// Part-of-speech exclusion filter.
//
// The cleanup pipeline drops prepositions, the infinitive "to", and verb
// forms before lemmatization. With no corpus-wide tagger available, the
// exclusion set is rendered as a deterministic lexicon-plus-suffix
// filter. It deliberately never excludes nominal gerunds ("programming",
// "painting", "engineering"): an -ing token is only dropped when its
// base form is a known verb.

use std::collections::HashSet;
use std::sync::LazyLock;

/// Prepositions and subordinating conjunctions (the IN tag).
const PREPOSITIONS: &[&str] = &[
    "aboard", "about", "above", "across", "after", "against", "along", "amid", "among", "around",
    "at", "atop", "because", "before", "behind", "below", "beneath", "beside", "besides",
    "between", "beyond", "by", "despite", "down", "during", "except", "for", "from", "if", "in",
    "inside", "into", "like", "near", "of", "off", "on", "onto", "out", "outside", "over", "past",
    "per", "since", "than", "that", "through", "throughout", "till", "toward", "towards", "under",
    "underneath", "unless", "until", "unto", "up", "upon", "via", "whether", "while", "with",
    "within", "without",
];

/// Auxiliaries, modals, and irregular verb inflections (the VB* tags).
/// Kept to forms that are unambiguously verbal; verbs that double as
/// common nouns ("study", "design", "focus", "work") stay out.
const VERB_FORMS: &[&str] = &[
    // be / have / do
    "am", "is", "are", "was", "were", "be", "been", "being", "has", "have", "had", "having",
    "do", "does", "did", "done", "doing",
    // modals
    "will", "would", "shall", "should", "may", "might", "must", "can", "could", "ought",
    // frequent irregulars and light verbs
    "get", "gets", "got", "gotten", "getting", "make", "makes", "made", "making", "take",
    "takes", "took", "taken", "taking", "give", "gives", "gave", "given", "giving", "go",
    "goes", "went", "gone", "going", "come", "comes", "came", "coming", "see", "sees", "saw",
    "seen", "become", "becomes", "became", "becoming", "bring", "brings", "brought",
    // catalog-boilerplate verbs, inflected forms only
    "include", "includes", "included", "including", "provide", "provides", "provided",
    "providing", "require", "requires", "required", "requiring", "use", "uses", "used",
    "using", "introduces", "introduced", "emphasizes", "emphasized", "examines", "examined",
    "explores", "explored", "covers", "covered", "offered", "offers", "intended", "designed",
    "taught", "enables", "allows", "presents", "presented", "develops", "applies",
];

/// Base forms consulted by the -ing suffix rule. An -ing token is a verb
/// form only if stripping the suffix lands on one of these.
const VERB_BASES: &[&str] = &[
    "be", "have", "do", "go", "get", "take", "make", "give", "come", "see", "know", "use",
    "become", "bring", "include", "provide", "require", "introduce", "emphasize", "examine",
    "explore", "cover", "offer", "present", "develop", "apply", "enable", "allow",
];

static PREPOSITION_SET: LazyLock<HashSet<&'static str>> =
    LazyLock::new(|| PREPOSITIONS.iter().copied().collect());
static VERB_FORM_SET: LazyLock<HashSet<&'static str>> =
    LazyLock::new(|| VERB_FORMS.iter().copied().collect());
static VERB_BASE_SET: LazyLock<HashSet<&'static str>> =
    LazyLock::new(|| VERB_BASES.iter().copied().collect());

/// True when the token's part of speech falls in the fixed exclusion set
/// (prepositions, infinitive "to", verb forms).
pub fn is_excluded(token: &str) -> bool {
    if token == "to" || PREPOSITION_SET.contains(token) || VERB_FORM_SET.contains(token) {
        return true;
    }
    if is_past_form(token) {
        return true;
    }
    is_verbal_gerund(token)
}

/// Regular past/participle forms: "-ed" with enough stem left over.
/// "-eed" nouns (speed, feed) are not past forms.
fn is_past_form(token: &str) -> bool {
    token.len() >= 5 && token.ends_with("ed") && !token.ends_with("eed")
}

/// "-ing" forms whose base is a known verb: "using", "including".
/// "programming" survives because its base is not in the verb lexicon.
fn is_verbal_gerund(token: &str) -> bool {
    let Some(stem) = token.strip_suffix("ing") else {
        return false;
    };
    if stem.len() < 2 {
        return false;
    }
    if VERB_BASE_SET.contains(stem) {
        return true;
    }
    // Silent-e bases: "us(e)ing" already covered; "becom(e)ing" needs +e
    let with_e = format!("{stem}e");
    if VERB_BASE_SET.contains(with_e.as_str()) {
        return true;
    }
    // Doubled final consonant: "getting" -> "gett" -> "get"
    let bytes = stem.as_bytes();
    if bytes.len() >= 2 && bytes[bytes.len() - 1] == bytes[bytes.len() - 2] {
        if VERB_BASE_SET.contains(&stem[..stem.len() - 1]) {
            return true;
        }
    }
    false
}

#[cfg(test)]
mod tests {
    use super::*;

    #[test]
    fn prepositions_and_to_excluded() {
        for token in ["to", "of", "between", "throughout", "via"] {
            assert!(is_excluded(token), "{token} should be excluded");
        }
    }

    #[test]
    fn verb_forms_excluded() {
        for token in ["is", "been", "includes", "required", "using", "taking"] {
            assert!(is_excluded(token), "{token} should be excluded");
        }
    }

    #[test]
    fn regular_past_forms_excluded() {
        for token in ["offered", "designed", "analyzed"] {
            assert!(is_excluded(token), "{token} should be excluded");
        }
    }

    #[test]
    fn eed_nouns_survive() {
        for token in ["speed", "feed", "breed"] {
            assert!(!is_excluded(token), "{token} should survive");
        }
    }

    #[test]
    fn nominal_gerunds_survive() {
        for token in ["programming", "painting", "engineering", "marketing", "writing"] {
            assert!(!is_excluded(token), "{token} should survive");
        }
    }

    #[test]
    fn content_words_survive() {
        for token in ["algorithm", "color", "theory", "design", "study"] {
            assert!(!is_excluded(token), "{token} should survive");
        }
    }
}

### THE TASK
Exact reproduction is required. Give the lines of the data from its first line through the line containing "const PREPOSITIONS: &[&str]", and no others.

### RESPONSE TO THE TASK
// Part-of-speech exclusion filter.
//
// The cleanup pipeline drops prepositions, the infinitive "to", and verb
// forms before lemmatization. With no corpus-wide tagger available, the
// exclusion set is rendered as a deterministic lexicon-plus-suffix
// filter. It deliberately never excludes nominal gerunds ("programming",
// "painting", "engineering"): an -ing token is only dropped when its
// base form is a known verb.

use std::collections::HashSet;
use std::sync::LazyLock;

/// Prepositions and subordinating conjunctions (the IN tag).
const PREPOSITIONS: &[&str] = &[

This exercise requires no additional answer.